The same goes for the jsonb_patch
and jsonb_remove
functions:
select jsonb_patch(
'{"name":"alice"}',
'{"name":"bob", "city":"berlin"}'
) -> '$.city';
select jsonb_remove('[11,12,13]', '$[1]') -> 1;
"berlin"
13
And the jsonb_group_array
and jsonb_group_object
functions:
select
department,
json(jsonb_group_array(name)) as names
from employees
group by department;
┌────────────┬──────────────────────────────────┐
│ department │ names │
├────────────┼──────────────────────────────────┤
│ hr │ ["Diane","Bob"] │
│ it │ ["Emma","Grace","Henry","Irene"] │
│ sales │ ["Cindy","Dave"] │
└────────────┴──────────────────────────────────┘
There are no jsonb_
counterparts for the following functions:
json_array_length
json_error_position
json_type
json_valid
json_quote
json_each
json_tree
json_valid
function
The new json_valid(X,Y)
function return 1 if the argument X is well-formed JSON, or returns 0 if X is not well-formed.
The optional Y parameter is an integer bitmask that defines what is meant by "well-formed". The following bits of Y are currently defined:
0x01
→ The input is text that strictly complies with canonical RFC-8259 JSON, without any extensions.0x02
→ The input is text that is JSON with JSON5 extensions.0x04
→ The input is a BLOB that superficially appears to be JSONB.0x08
→ The input is a BLOB that strictly conforms to the internal JSONB format.
The most useful Y value is 6 (0x02 | 0x04
), which checks if X is JSON5 text or JSONB.
If Y is omitted, it defaults to 1 (X is strictly conforming RFC-8259 JSON text without any extensions).
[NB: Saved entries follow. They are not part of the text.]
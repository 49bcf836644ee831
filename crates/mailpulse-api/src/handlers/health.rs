//! Health check handlers

use axum::{extract::State, http::StatusCode, Json};
use serde::{Deserialize, Serialize};
use std::sync::Arc;

use crate::state::AppState;

/// Basic health response
#[derive(Debug, Serialize, Deserialize)]
pub struct HealthResponse {
    pub status: String,
}

/// Detailed health response with component checks
#[derive(Debug, Serialize, Deserialize)]
pub struct DetailedHealthResponse {
    pub status: String,
    pub checks: HealthChecks,
}

#[derive(Debug, Serialize, Deserialize)]
pub struct HealthChecks {
    pub database: ComponentHealth,
    pub watchers: WatcherHealth,
}

/// Individual component health status
#[derive(Debug, Serialize, Deserialize)]
pub struct ComponentHealth {
    /// healthy / unhealthy / skipped
    pub status: String,
    #[serde(skip_serializing_if = "Option::is_none")]
    pub latency_ms: Option<u64>,
    #[serde(skip_serializing_if = "Option::is_none")]
    pub error: Option<String>,
}

/// Role of this process for the served database
#[derive(Debug, Serialize, Deserialize)]
pub struct WatcherHealth {
    pub started: bool,
    pub is_leader: bool,
    pub active_watchers: usize,
}

/// Basic health check
pub async fn health() -> Json<HealthResponse> {
    Json(HealthResponse {
        status: "healthy".to_string(),
    })
}

/// Liveness check (is the process running)
pub async fn liveness() -> StatusCode {
    StatusCode::OK
}

/// Readiness check (is the service ready to accept requests)
pub async fn readiness(State(state): State<Arc<AppState>>) -> Result<StatusCode, StatusCode> {
    if let Some(pool) = &state.db_pool {
        pool.health_check()
            .await
            .map_err(|_| StatusCode::SERVICE_UNAVAILABLE)?;
    }

    Ok(StatusCode::OK)
}

/// Detailed health check with all dependencies
pub async fn health_detailed(State(state): State<Arc<AppState>>) -> Json<DetailedHealthResponse> {
    let database = match &state.db_pool {
        Some(pool) => {
            let start = std::time::Instant::now();
            match pool.health_check().await {
                Ok(_) => ComponentHealth {
                    status: "healthy".to_string(),
                    latency_ms: Some(start.elapsed().as_millis() as u64),
                    error: None,
                },
                Err(e) => ComponentHealth {
                    status: "unhealthy".to_string(),
                    latency_ms: None,
                    error: Some(e.to_string()),
                },
            }
        }
        None => ComponentHealth {
            status: "skipped".to_string(),
            latency_ms: None,
            error: None,
        },
    };

    let watchers = match state.registry.get(&state.database).await {
        Some(manager) => WatcherHealth {
            started: true,
            is_leader: manager.is_leader(),
            active_watchers: manager.status().active_watchers.len(),
        },
        None => WatcherHealth {
            started: false,
            is_leader: false,
            active_watchers: 0,
        },
    };

    let overall_status = if database.status == "unhealthy" {
        "unhealthy"
    } else {
        "healthy"
    };

    Json(DetailedHealthResponse {
        status: overall_status.to_string(),
        checks: HealthChecks { database, watchers },
    })
}
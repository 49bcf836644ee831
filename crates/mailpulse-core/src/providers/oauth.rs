//! OAuth refresh-token exchange for vendor APIs

use super::http::classify_status;
use mailpulse_common::{Error, Result};
use reqwest::Client;
use serde::Deserialize;
use std::time::Duration;
use tokio::time::Instant;
use tracing::debug;

/// Refresh this long before the provider-reported expiry
const EXPIRY_SKEW: Duration = Duration::from_secs(60);

#[derive(Debug, Deserialize)]
struct TokenResponse {
    access_token: String,
    #[serde(default)]
    expires_in: Option<u64>,
}

/// Short-lived bearer token
#[derive(Debug, Clone)]
pub struct AccessToken {
    pub token: String,
    pub expires_at: Instant,
}

impl AccessToken {
    pub fn is_fresh(&self) -> bool {
        Instant::now() + EXPIRY_SKEW < self.expires_at
    }
}

/// Exchanges a stored refresh token for access tokens, caching the result
pub struct TokenSource {
    client: Client,
    token_url: String,
    client_id: String,
    client_secret: String,
    refresh_token: String,
    scope: Option<String>,
    cached: Option<AccessToken>,
}

impl TokenSource {
    pub fn new(
        client: Client,
        token_url: impl Into<String>,
        client_id: impl Into<String>,
        client_secret: impl Into<String>,
        refresh_token: impl Into<String>,
    ) -> Self {
        Self {
            client,
            token_url: token_url.into(),
            client_id: client_id.into(),
            client_secret: client_secret.into(),
            refresh_token: refresh_token.into(),
            scope: None,
            cached: None,
        }
    }

    pub fn with_scope(mut self, scope: impl Into<String>) -> Self {
        self.scope = Some(scope.into());
        self
    }

    /// Current bearer token, refreshed when missing or about to expire
    pub async fn bearer(&mut self) -> Result<String> {
        if let Some(token) = self.cached.as_ref().filter(|t| t.is_fresh()) {
            return Ok(token.token.clone());
        }
        let token = self.refresh().await?;
        let value = token.token.clone();
        self.cached = Some(token);
        Ok(value)
    }

    /// Forget the cached token so the next call performs a refresh
    pub fn invalidate(&mut self) {
        self.cached = None;
    }

    async fn refresh(&self) -> Result<AccessToken> {
        let mut form = vec![
            ("grant_type", "refresh_token"),
            ("refresh_token", self.refresh_token.as_str()),
            ("client_id", self.client_id.as_str()),
            ("client_secret", self.client_secret.as_str()),
        ];
        if let Some(scope) = &self.scope {
            form.push(("scope", scope.as_str()));
        }

        let response = self
            .client
            .post(&self.token_url)
            .form(&form)
            .send()
            .await
            .map_err(|e| Error::TransientProtocol(format!("token request failed: {}", e)))?;

        let status = response.status();
        if !status.is_success() {
            let body = response.text().await.unwrap_or_default();
            if body.contains("invalid_grant") || status.as_u16() == 400 || status.as_u16() == 401 {
                return Err(Error::AuthExpired(format!(
                    "token refresh rejected with status {}: {}",
                    status, body
                )));
            }
            return Err(classify_status(status, &body));
        }

        let token: TokenResponse = response
            .json()
            .await
            .map_err(|e| Error::TransientProtocol(format!("invalid token response: {}", e)))?;

        debug!("Access token refreshed");
        Ok(AccessToken {
            token: token.access_token,
            expires_at: Instant::now() + Duration::from_secs(token.expires_in.unwrap_or(3600)),
        })
    }
}

#[cfg(test)]
mod tests {
    use super::*;
    use pretty_assertions::assert_eq;
    use wiremock::matchers::{body_string_contains, method, path};
    use wiremock::{Mock, MockServer, ResponseTemplate};

    #[tokio::test]
    async fn test_bearer_is_cached_until_invalidated() {
        let server = MockServer::start().await;
        Mock::given(method("POST"))
            .and(path("/token"))
            .and(body_string_contains("grant_type=refresh_token"))
            .respond_with(ResponseTemplate::new(200).set_body_json(serde_json::json!({
                "access_token": "ya29.first",
                "expires_in": 3599,
                "token_type": "Bearer"
            })))
            .expect(2)
            .mount(&server)
            .await;

        let mut source = TokenSource::new(
            Client::new(),
            format!("{}/token", server.uri()),
            "client",
            "secret",
            "1//refresh",
        );
        assert_eq!(source.bearer().await.unwrap(), "ya29.first");
        assert_eq!(source.bearer().await.unwrap(), "ya29.first");
        source.invalidate();
        assert_eq!(source.bearer().await.unwrap(), "ya29.first");
    }

    #[tokio::test]
    async fn test_invalid_grant_is_auth_error() {
        let server = MockServer::start().await;
        Mock::given(method("POST"))
            .respond_with(
                ResponseTemplate::new(400)
                    .set_body_json(serde_json::json!({"error": "invalid_grant"})),
            )
            .mount(&server)
            .await;

        let mut source = TokenSource::new(Client::new(), server.uri(), "c", "s", "revoked");
        assert!(matches!(source.bearer().await, Err(Error::AuthExpired(_))));
    }
}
This makes the one-argument version of json_valid
compatible with older versions of SQLite, prior to the addition of support for JSON5 and JSONB.
Some examples:
.mode line
select json_valid('{"x":42}');
select json_valid('{x:42}');
select json_valid('{x:42}', 6);
select json_valid(null);
json_valid('{"x":42}') = 1
json_valid('{x:42}') = 0
json_valid('{x:42}', 6) = 1
json_valid(null) =
Performance considerations
Most JSON functions do their internal processing using JSONB. So if the input is text, they first translate the input text to JSONB. If the input is already in the JSONB format, no translation is needed, so this step can be skipped, and performance is better.
For this reason, when an argument to a JSON function is supplied by another JSON function, it is usually more efficient to use the jsonb_
variant of the function used as the argument.
... json_insert(A, '$.b', json(C)) ... ← Less efficient
... json_insert(A, '$.b', jsonb(C)) ... ← More efficient
The aggregate JSON SQL functions are an exception to this rule. These functions all do their processing using text instead of JSONB. So for the aggregate JSON SQL functions, it is more efficient to pass arguments using json_
functions rather than jsonb_
functions.
... json_group_array(json(A))) ... ← More efficient
... json_group_array(jsonb(A))) ... ← Less efficient
And a few other things
- Added the SQLITE_RESULT_SUBTYPE property for application-defined SQL functions.
- Added the FTS5 tokendata option to the FTS5 virtual table.
- The SQLITE_DIRECT_OVERFLOW_READ optimization is now enabled by default.
- The query planner does not allow to trick it into using a range constraint when a better equality constraint is available.
- The query planner now does a better job of disregarding indexes that ANALYZE identifies as low-quality.
- Increased the default value for SQLITE_MAX_PAGE_COUNT from 1073741824 to 4294967294.
See the full release notes for details.